A cylinder management system that makes it easy to set the concentration of the calibration gas is disclosed in the patent document <NUM>. The test system shown in the patent document <NUM> is so configured that the kind of the span gas and the concentration of the span gas can be collected set for multiple analysis devices.

However, in order to verify the residual quantity of the cylinder gas in the multiple gas cylinders, it is necessary to go to the cylinder chamber where the gas cylinders are housed, and it takes time to go to the cylinder chamber placed various places and to verify the residual quantity of each cylinder gas. As a result of this, the period while the experiment and the test are interrupted becomes long. In addition, human errors might easily be caused due to verification error. <CIT> discloses a central management system for gas cylinders including an inspection system for inspecting the gas analyzer, gas cylinders for various standard gases supplied to the inspection system, and pressure sensors for each gas cylinder. A gas cylinder management processing unit manages the remaining amount of each gas cylinder. It comprises a communication line that enable communication between the management processing unit and each of the pressure sensors.

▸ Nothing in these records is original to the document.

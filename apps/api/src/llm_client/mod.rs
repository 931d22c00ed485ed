//! LLM Client — the single point of entry for all language-model calls.
//!
//! ARCHITECTURAL RULE: No other module may call the model API directly.
//! The persona pipeline talks to the model through the `PromptResponder` trait.
//!
//! Backend: OpenRouter chat completions, model pinned below.
use std::time::Duration;

use async_trait::async_trait;
use reqwest::Client;
use serde::{Deserialize, Serialize};
use thiserror::Error;
use tracing::{debug, warn};

pub const DEFAULT_BASE_URL: &str = "https://openrouter.ai/api/v1";
/// The model used for persona extraction.
pub const MODEL: &str = "mistralai/mistral-7b-instruct";
const MAX_TOKENS: u32 = 2048;
const TEMPERATURE: f32 = 0.7;
const MAX_RETRIES: u32 = 3;
const REFERER: &str = "https://github.com/persona-finder/persona-api";
const APP_TITLE: &str = "PersonaFinderApp";

#[derive(Debug, Error)]
pub enum LlmError {
    #[error("HTTP error: {0}")]
    Http(#[from] reqwest::Error),

    #[error("API error (status {status}): {message}")]
    Api { status: u16, message: String },

    #[error("JSON parse error: {0}")]
    Parse(#[from] serde_json::Error),

    #[error("Rate limited after {retries} retries")]
    RateLimited { retries: u32 },

    #[error("LLM returned empty content")]
    EmptyContent,
}

/// Anything that can answer a prompt with free text.
///
/// Carried in `AppState` as `Arc<dyn PromptResponder>`.
#[async_trait]
pub trait PromptResponder: Send + Sync {
    async fn respond(&self, prompt: &str, system: &str) -> Result<String, LlmError>;
}

#[derive(Debug, Serialize)]
struct ChatRequest<'a> {
    model: &'a str,
    messages: Vec<ChatMessage<'a>>,
    max_tokens: u32,
    temperature: f32,
}

#[derive(Debug, Serialize)]
struct ChatMessage<'a> {
    role: &'a str,
    content: &'a str,
}

#[derive(Debug, Deserialize)]
pub struct ChatResponse {
    pub choices: Vec<Choice>,
    #[serde(default)]
    pub usage: Option<Usage>,
}

#[derive(Debug, Deserialize)]
pub struct Choice {
    pub message: ChoiceMessage,
}

#[derive(Debug, Deserialize)]
pub struct ChoiceMessage {
    pub content: Option<String>,
}

#[derive(Debug, Deserialize)]
pub struct Usage {
    pub prompt_tokens: u32,
    pub completion_tokens: u32,
}

impl ChatResponse {
    /// Extracts the trimmed text of the first choice, if it has any.
    pub fn text(&self) -> Option<&str> {
        self.choices
            .first()
            .and_then(|c| c.message.content.as_deref())
            .map(str::trim)
            .filter(|t| !t.is_empty())
    }
}

#[derive(Debug, Deserialize)]
struct ApiError {
    error: ApiErrorBody,
}

#[derive(Debug, Deserialize)]
struct ApiErrorBody {
    message: String,
}

/// Chat-completions client with retry on rate limits and server errors.
#[derive(Clone)]
pub struct LlmClient {
    client: Client,
    api_key: String,
    base_url: String,
    retry_base_delay: Duration,
}

impl LlmClient {
    pub fn new(api_key: String, base_url: impl Into<String>) -> Result<Self, LlmError> {
        Ok(Self {
            client: Client::builder()
                .timeout(Duration::from_secs(120))
                .build()?,
            api_key,
            base_url: base_url.into().trim_end_matches('/').to_string(),
            retry_base_delay: Duration::from_secs(1),
        })
    }

    /// Overrides the first backoff delay; later retries double it.
    #[cfg(test)]
    pub fn with_retry_base_delay(mut self, delay: Duration) -> Self {
        self.retry_base_delay = delay;
        self
    }

    /// Makes a raw call to the chat-completions endpoint, returning the full response.
    /// Retries on 429 (rate limit) and 5xx errors with exponential backoff.
    pub async fn call(&self, prompt: &str, system: &str) -> Result<ChatResponse, LlmError> {
        let request_body = ChatRequest {
            model: MODEL,
            messages: vec![
                ChatMessage {
                    role: "system",
                    content: system,
                },
                ChatMessage {
                    role: "user",
                    content: prompt,
                },
            ],
            max_tokens: MAX_TOKENS,
            temperature: TEMPERATURE,
        };
        let url = format!("{}/chat/completions", self.base_url);

        let mut last_error: Option<LlmError> = None;

        for attempt in 0..MAX_RETRIES {
            if attempt > 0 {
                // Exponential backoff: base, 2 * base
                let delay = self.retry_base_delay * (1 << (attempt - 1));
                warn!(
                    "LLM call attempt {} failed, retrying after {}ms...",
                    attempt,
                    delay.as_millis()
                );
                tokio::time::sleep(delay).await;
            }

            let response = self
                .client
                .post(&url)
                .bearer_auth(&self.api_key)
                .header("HTTP-Referer", REFERER)
                .header("X-Title", APP_TITLE)
                .json(&request_body)
                .send()
                .await;

            let response = match response {
                Ok(r) => r,
                Err(e) => {
                    last_error = Some(LlmError::Http(e));
                    continue;
                }
            };

            let status = response.status();

            if status.as_u16() == 429 || status.is_server_error() {
                let body = response.text().await.unwrap_or_default();
                warn!("LLM API returned {}: {}", status, body);
                last_error = Some(LlmError::Api {
                    status: status.as_u16(),
                    message: body,
                });
                continue;
            }

            if !status.is_success() {
                let body = response.text().await.unwrap_or_default();
                let message = serde_json::from_str::<ApiError>(&body)
                    .map(|e| e.error.message)
                    .unwrap_or(body);
                return Err(LlmError::Api {
                    status: status.as_u16(),
                    message,
                });
            }

            let body = response.text().await?;
            let chat_response: ChatResponse = serde_json::from_str(&body)?;

            if let Some(usage) = &chat_response.usage {
                debug!(
                    "LLM call succeeded: prompt_tokens={}, completion_tokens={}",
                    usage.prompt_tokens, usage.completion_tokens
                );
            }

            return Ok(chat_response);
        }

        Err(last_error.unwrap_or(LlmError::RateLimited {
            retries: MAX_RETRIES,
        }))
    }
}

#[async_trait]
impl PromptResponder for LlmClient {
    async fn respond(&self, prompt: &str, system: &str) -> Result<String, LlmError> {
        let response = self.call(prompt, system).await?;
        response
            .text()
            .map(String::from)
            .ok_or(LlmError::EmptyContent)
    }
}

This invention is to solve all of the problems and a main object of this invention is to collectively manage a timing to replace multiple cylinders.

More specifically, a cylinder management system in accordance with this disclosure is a cylinder management system according to claim <NUM>.

A test system such as an exhaust gas analysis system comprises multiple gas analysis devices. In order to use this test system, the management device accumulates the gas consumption quantity assumed to be used for each gas type by the multiple gas analysis devices, and compares the accumulated gas consumption quantity with the cylinder gas residual quantity in each of the gas cylinders.

The management device manages the timing to replace the cylinder by comparing the cylinder gas residual quantity of each gas cylinder with the gas consumption quantity assumed to be used for each gas type by the multiple gas analysis devices.

In accordance with this arrangement, since the timing to replace the gas cylinder can be managed in consideration with the assumed gas consumption quantity, it is possible to replace the gas cylinder before the residual quantity of the cylinder gas reaches zero. As a result of this, it is possible to shorten the stand-by time while the test is interrupted.

The management device obtains a test schedule for each of the multiple gas analysis devices and calculates the gas consumption quantity assumed to be used by the multiple gas analysis devices for each gas type based on these test schedules.

In accordance with this arrangement, since the gas consumption quantity (assumed) to be used by each of the gas analysis devices can be previously anticipated, it is possible to replace the gas cylinder before the cylinder gas residual quantity reaches zero. As this result, it becomes possible not to interrupt the test.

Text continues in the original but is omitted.